Un gigantesque brouhaha qui ne s’interrompt pas.
Je ne sais pas pourquoi j’ai alors amorcé la position du poirier. Pour rigoler sans doute. Ou pour garder pour moi juste un peu de ton foutre. Les jambes le long du mur et les bras repliés, mes mains collées aux fesses et les yeux grands ouverts j’ai vu un personnage s’envoler vers le ciel.
C’était beau, je souris.
C’était drôle et je ris.
J’ai toujours depuis ce jour conservé cet amour, un élan de tendresse, le rappel des caresses, et la violence aussi de ce mois de septembre. L’été donnait son dernier rappel, apothéose, j’ose. Dans dix jours on serait en automne.
Le vingt-et-unième siècle avait fait son entrée pour jeter sur chacun son parfum d’angoisse, de mort, comme si, avant ça, personne n’avait souffert.
Le monde allait enfin regarder dans la même direction. (Le poste de télévision)
Il était sommé de partager les mêmes peurs.
Les méchants arboraient sous leur barbe le même sourire moqueur,
Dans leurs yeux on lisait la même terreur.
La position choisie étranglant mon rire, j’entamai une étrange roulade.
Le long de mes cuisses s’écoula un peu de notre vie qui n’aurait pas raison des flammes sur l’écran.
Etait-ce l’épaisse fumée qui me faisait pleurer ?
Les larmes léchaient mes seins (et les flammes les tours)
Inondaient le nombril (nommé depuis : Grand Zero)
A moi seule j’annulai l’innommable.
La vie est bien plus forte. Il est là, le complot. Pendant que quelques milliers de victimes périssaient, des millions d’humains forniquaient. Ce n’est pas la morale d’une fable infâme, c’est la vie qui jaillit tout le temps, sans cesse dans le bruit, le chaos, la fureur ou l’ennui.
Chaque être humain de la planète est censé se rappeler ce qu’il faisait ce jour-là, diktat obligé, sous peine de flagrant d’élit d’inhumanité.
Je me souviens. Tu l’avais oublié. Ce n’est pas très grave, on s’est tellement aimé.
Je voulais raconter. Juste ça. Une réalité. Avec ses prémisses, ses doutes et ses appréhensions.
Ce n’est qu’un souvenir.
Quand on entend au loin le tonnerre gronder, qu’on se met à compter. Un, deux, trois, quatre… avant que la foudre tombe, pas très loin, à côté.

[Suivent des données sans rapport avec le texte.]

//! Backend contract and the device context that carries it.

pub mod context;
pub mod spec;

pub use context::{Arch, DeviceContext};
pub use spec::{
    AcceleratorBackend, BackendError, BackendResult, Conv2dOutput, Conv2dRequest,
    PreparedConvTensors, TensorDesc,
};
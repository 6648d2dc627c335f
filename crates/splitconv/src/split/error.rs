use thiserror::Error;

use crate::backend::BackendError;
use crate::layout::Layout;

/// Failure of a split-convolution call. Every variant aborts the whole call.
#[derive(Debug, Error)]
pub enum SplitConvError {
    /// Channel counts not divisible by the split factors, or tensors with the wrong geometry.
    #[error("shape mismatch: {0}")]
    ShapeMismatch(String),
    #[error("input tensor must be in {expected} layout, got {found}")]
    Layout { expected: Layout, found: Layout },
    #[error("invalid split convolution config: {0}")]
    Config(String),
    /// Propagated verbatim from the backend primitive that failed.
    #[error(transparent)]
    Backend(#[from] BackendError),
}

impl SplitConvError {
    pub(crate) fn shape(message: impl Into<String>) -> Self {
        SplitConvError::ShapeMismatch(message.into())
    }
}

pub type SplitConvResult<T> = Result<T, SplitConvError>;
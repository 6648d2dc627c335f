//! Reference CPU backend for `splitconv`.
//!
//! Every tensor lives in host memory; memory tiers are tracked as bookkeeping so callers can
//! check allocation balance and peak fast-memory usage.

pub mod cpu;

pub use cpu::{CpuBackend, CpuTensor};
//! Tensor dimensions.

use std::fmt;

/// Dimensions of a tensor, outermost first. Activations are NHWC, weights OIHW.
#[derive(Debug, Clone, PartialEq, Eq, Hash)]
pub struct Shape {
    dims: Vec<usize>,
}

impl Shape {
    /// Panics on an empty dimension list.
    pub fn new<D: Into<Vec<usize>>>(dims: D) -> Self {
        let dims = dims.into();
        assert!(!dims.is_empty(), "shape must have at least one dimension");
        Shape { dims }
    }

    pub fn dims(&self) -> &[usize] {
        &self.dims
    }

    pub fn rank(&self) -> usize {
        self.dims.len()
    }

    pub fn num_elements(&self) -> usize {
        self.dims.iter().product()
    }

    /// Returns a copy of the shape with one axis resized.
    ///
    /// Panics if `axis` is out of range.
    pub fn with_dim(&self, axis: usize, value: usize) -> Shape {
        let mut dims = self.dims.clone();
        dims[axis] = value;
        Shape { dims }
    }

    /// Resolves a possibly negative axis against the rank.
    pub fn resolve_axis(&self, axis: isize) -> Option<usize> {
        let rank = self.rank() as isize;
        let resolved = if axis < 0 { rank + axis } else { axis };
        (0..rank).contains(&resolved).then_some(resolved as usize)
    }
}

impl fmt::Display for Shape {
    fn fmt(&self, f: &mut fmt::Formatter<'_>) -> fmt::Result {
        let parts: Vec<String> = self.dims.iter().map(|d| d.to_string()).collect();
        write!(f, "[{}]", parts.join("x"))
    }
}

#[cfg(test)]
mod tests {
    use super::*;

    #[test]
    fn negative_axes_count_from_the_end() {
        let shape = Shape::new([1, 16, 16, 8]);
        assert_eq!(shape.resolve_axis(-1), Some(3));
        assert_eq!(shape.resolve_axis(3), Some(3));
        assert_eq!(shape.resolve_axis(4), None);
        assert_eq!(shape.resolve_axis(-5), None);
    }

    #[test]
    fn with_dim_resizes_one_axis() {
        let shape = Shape::new([1, 16, 16, 8]).with_dim(3, 4);
        assert_eq!(shape.dims(), &[1, 16, 16, 4]);
        assert_eq!(shape.num_elements(), 1024);
        assert_eq!(shape.to_string(), "[1x16x16x4]");
    }
}
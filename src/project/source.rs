use std::collections::BTreeMap;

use camino::{Utf8Path, Utf8PathBuf};
use serde::Serialize;

/// An ordered set of directories searched for one kind of source file.
#[derive(Debug, Clone, PartialEq, Eq, Serialize)]
pub struct SourceDirectorySet {
    pub name: String,
    pub display_name: String,
    dirs: Vec<Utf8PathBuf>,
}

impl SourceDirectorySet {
    pub fn new(name: impl Into<String>, display_name: impl Into<String>) -> Self {
        Self {
            name: name.into(),
            display_name: display_name.into(),
            dirs: Vec::new(),
        }
    }

    /// Adds a directory, returns `false` if it was already part of the set.
    pub fn src_dir(&mut self, dir: impl Into<Utf8PathBuf>) -> bool {
        let dir = dir.into();
        if self.dirs.contains(&dir) {
            return false;
        }
        self.dirs.push(dir);
        true
    }

    pub fn dirs(&self) -> &[Utf8PathBuf] {
        &self.dirs
    }

    pub fn len(&self) -> usize {
        self.dirs.len()
    }

    pub fn is_empty(&self) -> bool {
        self.dirs.is_empty()
    }
}

/// A named collection of source directories owned by the host, e.g. `main`.
///
/// Primary sources and resources are the host's own. Other source kinds hang
/// off the group as named extensions.
#[derive(Debug, Clone, PartialEq, Eq, Serialize)]
pub struct SourceGroup {
    pub name: String,
    pub primary: SourceDirectorySet,
    pub resources: SourceDirectorySet,
    pub extensions: BTreeMap<String, SourceDirectorySet>,
}

impl SourceGroup {
    pub fn new(name: impl Into<String>) -> Self {
        let name = name.into();
        Self {
            primary: SourceDirectorySet::new(&name, format!("{name} sources")),
            resources: SourceDirectorySet::new(&name, format!("{name} resources")),
            extensions: BTreeMap::new(),
            name,
        }
    }

    /// Group laid out like a JVM project: `src/<name>/java` and
    /// `src/<name>/resources`.
    pub fn conventional(name: impl Into<String>) -> Self {
        let mut group = Self::new(name);
        let base = Utf8Path::new("src").join(&group.name);
        group.primary.src_dir(base.join("java"));
        group.resources.src_dir(base.join("resources"));
        group
    }

    pub fn extension(&self, key: &str) -> Option<&SourceDirectorySet> {
        self.extensions.get(key)
    }
}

Avant que le ciel ne se mette à changer, que les nuages déferlent et qu’enfin la pluie tombe.
Il était si clair, pas vraiment bleu, il faisait mal aux yeux.
Et maintenant, de nouveau, le soleil nous aveugle
On ne retient jamais que ce que l’on connaît.
Je te connais
Retiens moi donc !
Que m’importe le tocsin qui ameute les foules tous les soirs à vingt heures
Je ne veux que tes yeux et les miens, même si ce n’est qu’un leurre.